(Records from a data source)

↓

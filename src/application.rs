//! NLA Abscissa Application
use std::env;

use abscissa_core::{
    application::{self, AppCell},
    config::{self, CfgCell},
    terminal::component::Terminal,
    Application, Component, FrameworkError, StandardPaths,
};

use crate::{commands::EntryPoint, config::NlaConfig};

/// Application state
pub static NLA_APP: AppCell<NlaApp> = AppCell::new();

/// NLA Application
#[derive(Debug)]
pub struct NlaApp {
    /// Application configuration.
    config: CfgCell<NlaConfig>,

    /// Application state.
    state: application::State<Self>,
}

/// Initialize a new application instance.
///
/// By default no configuration is loaded, and the framework state is
/// initialized to a default, empty state (no components, threads, etc).
impl Default for NlaApp {
    fn default() -> Self {
        Self {
            config: CfgCell::default(),
            state: application::State::default(),
        }
    }
}

impl Application for NlaApp {
    /// Entrypoint command for this application.
    type Cmd = EntryPoint;

    /// Application configuration.
    type Cfg = NlaConfig;

    /// Paths to resources within the application.
    type Paths = StandardPaths;

    /// Accessor for application configuration.
    fn config(&self) -> config::Reader<NlaConfig> {
        self.config.read()
    }

    /// Borrow the application state immutably.
    fn state(&self) -> &application::State<Self> {
        &self.state
    }

    /// Returns the framework components used by this application.
    fn framework_components(
        &mut self,
        command: &Self::Cmd,
    ) -> Result<Vec<Box<dyn Component<Self>>>, FrameworkError> {
        // we only use the terminal component
        let terminal = Terminal::new(self.term_colors(command));

        Ok(vec![Box::new(terminal)])
    }

    /// Register all components used by this application.
    fn register_components(&mut self, command: &Self::Cmd) -> Result<(), FrameworkError> {
        let framework_components = self.framework_components(command)?;
        let mut app_components = self.state.components_mut();
        app_components.register(framework_components)
    }

    /// Post-configuration lifecycle callback.
    ///
    /// Called regardless of whether config is loaded to indicate this is the
    /// time in app lifecycle when configuration would be loaded if possible.
    fn after_config(&mut self, config: Self::Cfg) -> Result<(), FrameworkError> {
        // Configure components
        self.state.components_mut().after_config(&config)?;

        // set all given environment variables
        for (env, value) in config.global.env.iter() {
            env::set_var(env, value);
        }

        self.config.set_once(config);

        Ok(())
    }
}
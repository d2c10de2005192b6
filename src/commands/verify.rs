//! `verify` subcommand: promote UNVERIFIED files to ONDISK

use crate::{status_err, Application, NLA_APP};

use abscissa_core::{Command, Runnable, Shutdown};
use anyhow::Result;

use nla_core::{acquire, quick_verify, verify, VerifyReport};

/// `verify` subcommand
#[derive(clap::Parser, Command, Debug)]
pub(super) struct VerifyCmd {
    /// Give the verified files a retention of "now" instead of the usual
    /// 20 days, so the next tidy moves them straight to tape
    #[clap(long)]
    now: bool,

    /// Skip the checksum comparison and only confirm presence on tape;
    /// applies to the configured quick-verify prefixes only
    #[clap(long)]
    quick: bool,
}

impl Runnable for VerifyCmd {
    fn run(&self) {
        if let Err(err) = self.inner_run() {
            status_err!("{}", err);
            NLA_APP.shutdown(Shutdown::Crash);
        };
    }
}

impl VerifyCmd {
    fn inner_run(&self) -> Result<()> {
        let config = NLA_APP.config();
        let _guard = acquire(&config.retrieval.lock_dir(), "verify")?;
        let store = config.open_store()?;
        let settings = config.verify_settings()?;
        let resolver = config.load_resolver()?;

        let report = if self.quick {
            let client = config.tape_client()?;
            quick_verify(&store, &resolver, &settings, &client, self.now)?
        } else {
            verify(&store, &resolver, &settings, self.now)?
        };
        print_report(&report);
        Ok(())
    }
}

fn print_report(report: &VerifyReport) {
    println!(
        "{} file(s) verified, {} not found",
        report.verified, report.not_found
    );
    if !report.missing_log_spots.is_empty() {
        println!("missing checksum logs:");
        for spot in &report.missing_log_spots {
            println!("    {spot}");
        }
    }
    if !report.malformed_logs.is_empty() {
        println!("errors in checksum logs:");
        for log in &report.malformed_logs {
            println!("    {}", log.display());
        }
    }
    if let Some(request_id) = report.request_id {
        println!("verified files attached to request {request_id}");
    }
}
//! The slot scheduler: keep the retrieval pool at its configured size and
//! load active requests into free slots, first come first served.

use log::{debug, info};

use crate::{
    error::NlaResult,
    model::{TapeRequest, VERIFY_USER},
    store::Store,
};

/// Grow or shrink the pool to `target` slots. Only empty slots are ever
/// deleted, highest id first.
pub fn adjust_slots(store: &Store, target: usize) -> NlaResult<()> {
    let slots = store.slots()?;
    if slots.len() < target {
        for _ in slots.len()..target {
            _ = store.create_slot()?;
        }
        return Ok(());
    }
    if slots.len() > target {
        let mut excess = slots.len() - target;
        for slot in slots.iter().rev() {
            if excess == 0 {
                break;
            }
            if slot.is_free() {
                store.delete_slot(slot.id)?;
                excess -= 1;
            }
        }
    }
    Ok(())
}

/// Fill free slots with active requests.
///
/// Requests are scanned oldest first; a request already seated in a slot is
/// skipped, `_VERIFY` requests are never retrieved (they complete by
/// promotion), and a user at the concurrency cap has to wait. The cap is
/// checked at assignment time only.
pub fn load_slots(store: &Store, max_slots_per_user: u64) -> NlaResult<Vec<(i64, i64)>> {
    let requests = store.active_requests()?;
    let mut next = 0usize;
    let mut assigned = Vec::new();

    for slot in store.slots()? {
        if let Some(request_id) = slot.tape_request {
            let still_active = store
                .request_by_id(request_id)?
                .is_some_and(|request| request.active);
            if still_active {
                continue;
            }
            info!(
                "removing request {request_id} from slot {} as request is no longer active",
                slot.id
            );
            store.free_slot(slot.id)?;
        }

        let Some(request) = next_eligible(store, &requests, &mut next, max_slots_per_user)? else {
            break;
        };
        info!("assigning request {} to slot {}", request.id, slot.id);
        store.set_slot_request(slot.id, Some(request.id))?;
        assigned.push((slot.id, request.id));
        next += 1;
    }
    Ok(assigned)
}

fn next_eligible<'a>(
    store: &Store,
    requests: &'a [TapeRequest],
    next: &mut usize,
    max_slots_per_user: u64,
) -> NlaResult<Option<&'a TapeRequest>> {
    while let Some(request) = requests.get(*next) {
        if store.request_in_any_slot(request.id)? {
            *next += 1;
            continue;
        }
        let user = store
            .quota_by_id(request.quota_id)?
            .map(|quota| quota.user)
            .unwrap_or_default();
        if user == VERIFY_USER {
            *next += 1;
            continue;
        }
        if store.user_slot_count(&user)? >= max_slots_per_user {
            debug!("request {}: user {user} is at the slot cap", request.id);
            *next += 1;
            continue;
        }
        return Ok(Some(request));
    }
    Ok(None)
}

#[cfg(test)]
mod tests {
    use super::*;
    use crate::store::NewRequest;
    use chrono::{Duration, Utc};
    use pretty_assertions::assert_eq;

    fn active_request(store: &Store, user: &str, age_days: i64) -> i64 {
        let quota = match store.quota_by_user(user).unwrap() {
            Some(q) => q,
            None => store.add_quota(user, 1 << 40, None, None).unwrap(),
        };
        let request = store
            .create_request(
                &NewRequest { quota_id: quota.id, ..Default::default() },
                Utc::now() - Duration::days(age_days),
            )
            .unwrap();
        store.set_request_active(request.id, true).unwrap();
        request.id
    }

    #[test]
    fn pool_converges_to_target() {
        let store = Store::open_in_memory().unwrap();
        adjust_slots(&store, 5).unwrap();
        assert_eq!(store.slots().unwrap().len(), 5);
        adjust_slots(&store, 5).unwrap();
        assert_eq!(store.slots().unwrap().len(), 5);
        adjust_slots(&store, 2).unwrap();
        assert_eq!(store.slots().unwrap().len(), 2);
    }

    #[test]
    fn shrink_spares_occupied_slots() {
        let store = Store::open_in_memory().unwrap();
        adjust_slots(&store, 3).unwrap();
        let req = active_request(&store, "fred", 1);
        let last = store.slots().unwrap().last().unwrap().id;
        store.set_slot_request(last, Some(req)).unwrap();
        adjust_slots(&store, 1).unwrap();
        let slots = store.slots().unwrap();
        // the occupied slot survives even though it has the highest id
        assert_eq!(slots.len(), 1);
        assert_eq!(slots[0].tape_request, Some(req));
    }

    #[test]
    fn per_user_cap_is_enforced() {
        let store = Store::open_in_memory().unwrap();
        adjust_slots(&store, 5).unwrap();
        let r1 = active_request(&store, "fred", 3);
        let r2 = active_request(&store, "fred", 2);
        let r3 = active_request(&store, "fred", 1);

        let assigned = load_slots(&store, 2).unwrap();
        let requests: Vec<i64> = assigned.iter().map(|(_, r)| *r).collect();
        // oldest two only; the third stays active but unassigned
        assert_eq!(requests, vec![r1, r2]);
        assert!(!store.request_in_any_slot(r3).unwrap());
        assert!(store.request_by_id(r3).unwrap().unwrap().active);
    }

    #[test]
    fn inactive_requests_are_unseated() {
        let store = Store::open_in_memory().unwrap();
        adjust_slots(&store, 1).unwrap();
        let r1 = active_request(&store, "fred", 2);
        let slot = store.slots().unwrap()[0].id;
        store.set_slot_request(slot, Some(r1)).unwrap();
        store.set_request_active(r1, false).unwrap();
        let r2 = active_request(&store, "ada", 1);

        let assigned = load_slots(&store, 2).unwrap();
        assert_eq!(assigned, vec![(slot, r2)]);
    }

    #[test]
    fn verify_requests_are_never_seated() {
        let store = Store::open_in_memory().unwrap();
        adjust_slots(&store, 1).unwrap();
        let quota = store.ensure_verify_quota().unwrap();
        let request = store
            .create_request(&NewRequest { quota_id: quota.id, ..Default::default() }, Utc::now())
            .unwrap();
        store.set_request_active(request.id, true).unwrap();

        let assigned = load_slots(&store, 2).unwrap();
        assert!(assigned.is_empty());
    }
}
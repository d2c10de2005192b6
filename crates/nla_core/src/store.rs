//! SQLite-backed state store for files, requests, quotas, slots and restore disks.
//!
//! One connection per task process; writes that have to maintain stage/flag
//! pairs run inside a single transaction via [`Store::in_transaction`].
//! Timestamps are stored as Unix epoch seconds.

use std::collections::BTreeMap;
use std::path::Path;

use chrono::{DateTime, TimeZone, Utc};
use rusqlite::{params, params_from_iter, Connection, OptionalExtension, Row};

use crate::{
    error::{NlaResult, StoreErrorKind},
    model::{parse_request_files, Quota, RestoreDisk, Slot, Stage, TapeFile, TapeRequest, VERIFY_USER},
};

/// Maximum number of values bound into one SQL `IN (…)` list.
const SQL_IN_BATCH: usize = 900;

/// Size of the reserved `_VERIFY` quota.
const VERIFY_QUOTA_BYTES: u64 = 10_000_000_000_000;

const SCHEMA: &str = "
CREATE TABLE IF NOT EXISTS restore_disk (
    id INTEGER PRIMARY KEY,
    mountpoint TEXT NOT NULL UNIQUE,
    allocated_bytes INTEGER NOT NULL DEFAULT 0,
    used_bytes INTEGER NOT NULL DEFAULT 0
);
CREATE TABLE IF NOT EXISTS tape_file (
    id INTEGER PRIMARY KEY,
    logical_path TEXT NOT NULL,
    size INTEGER NOT NULL,
    verified INTEGER,
    stage INTEGER NOT NULL,
    restore_disk_id INTEGER REFERENCES restore_disk(id) ON DELETE SET NULL
);
CREATE INDEX IF NOT EXISTS idx_tape_file_logical_path ON tape_file(logical_path);
CREATE INDEX IF NOT EXISTS idx_tape_file_stage ON tape_file(stage);
CREATE TABLE IF NOT EXISTS quota (
    id INTEGER PRIMARY KEY,
    user TEXT NOT NULL UNIQUE,
    size INTEGER NOT NULL,
    email TEXT,
    notes TEXT
);
CREATE TABLE IF NOT EXISTS tape_request (
    id INTEGER PRIMARY KEY,
    label TEXT,
    quota_id INTEGER NOT NULL REFERENCES quota(id),
    retention INTEGER NOT NULL,
    request_date INTEGER NOT NULL,
    active INTEGER NOT NULL DEFAULT 0,
    request_files TEXT NOT NULL DEFAULT '',
    request_patterns TEXT,
    notify_first TEXT,
    notify_last TEXT,
    storaged_start INTEGER,
    storaged_end INTEGER,
    first_on_disk INTEGER,
    last_on_disk INTEGER
);
CREATE INDEX IF NOT EXISTS idx_tape_request_retention ON tape_request(retention);
CREATE TABLE IF NOT EXISTS request_file (
    request_id INTEGER NOT NULL REFERENCES tape_request(id) ON DELETE CASCADE,
    file_id INTEGER NOT NULL REFERENCES tape_file(id) ON DELETE CASCADE,
    UNIQUE (request_id, file_id)
);
CREATE INDEX IF NOT EXISTS idx_request_file_file ON request_file(file_id);
CREATE TABLE IF NOT EXISTS slot (
    id INTEGER PRIMARY KEY,
    tape_request_id INTEGER REFERENCES tape_request(id) ON DELETE SET NULL,
    pid INTEGER,
    host TEXT,
    request_dir TEXT
);
";
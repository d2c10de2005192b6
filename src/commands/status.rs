//! `status` subcommand: per-stage file counts and sizes

use crate::{
    helpers::{bytes_size_to_string, table_right_from},
    status_err, Application, NLA_APP,
};

use abscissa_core::{Command, Runnable, Shutdown};
use anyhow::Result;

use nla_core::api;

/// `status` subcommand
#[derive(clap::Parser, Command, Debug)]
pub(super) struct StatusCmd {}

impl Runnable for StatusCmd {
    fn run(&self) {
        if let Err(err) = self.inner_run() {
            status_err!("{}", err);
            NLA_APP.shutdown(Shutdown::Crash);
        };
    }
}

impl StatusCmd {
    fn inner_run(&self) -> Result<()> {
        let config = NLA_APP.config();
        let store = config.open_store()?;

        let status = api::archive_status(&store)?;
        let mut table = table_right_from(1, ["Stage", "Files", "Size"]);
        let mut total_count = 0;
        let mut total_bytes = 0;
        for stage in &status {
            _ = table.add_row([
                stage.stage.clone(),
                stage.count.to_string(),
                bytes_size_to_string(stage.bytes),
            ]);
            total_count += stage.count;
            total_bytes += stage.bytes;
        }
        _ = table.add_row([
            "total".to_string(),
            total_count.to_string(),
            bytes_size_to_string(total_bytes),
        ]);
        println!("{table}");
        Ok(())
    }
}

↑

EXERCISE REQUIREMENTS:
Where the word "oldest" shows up in a line of the entries above, copy that line.

EXERCISE ANSWER:
/// Requests are scanned oldest first; a request already seated in a slot is
        // oldest two only; the third stays active but unassigned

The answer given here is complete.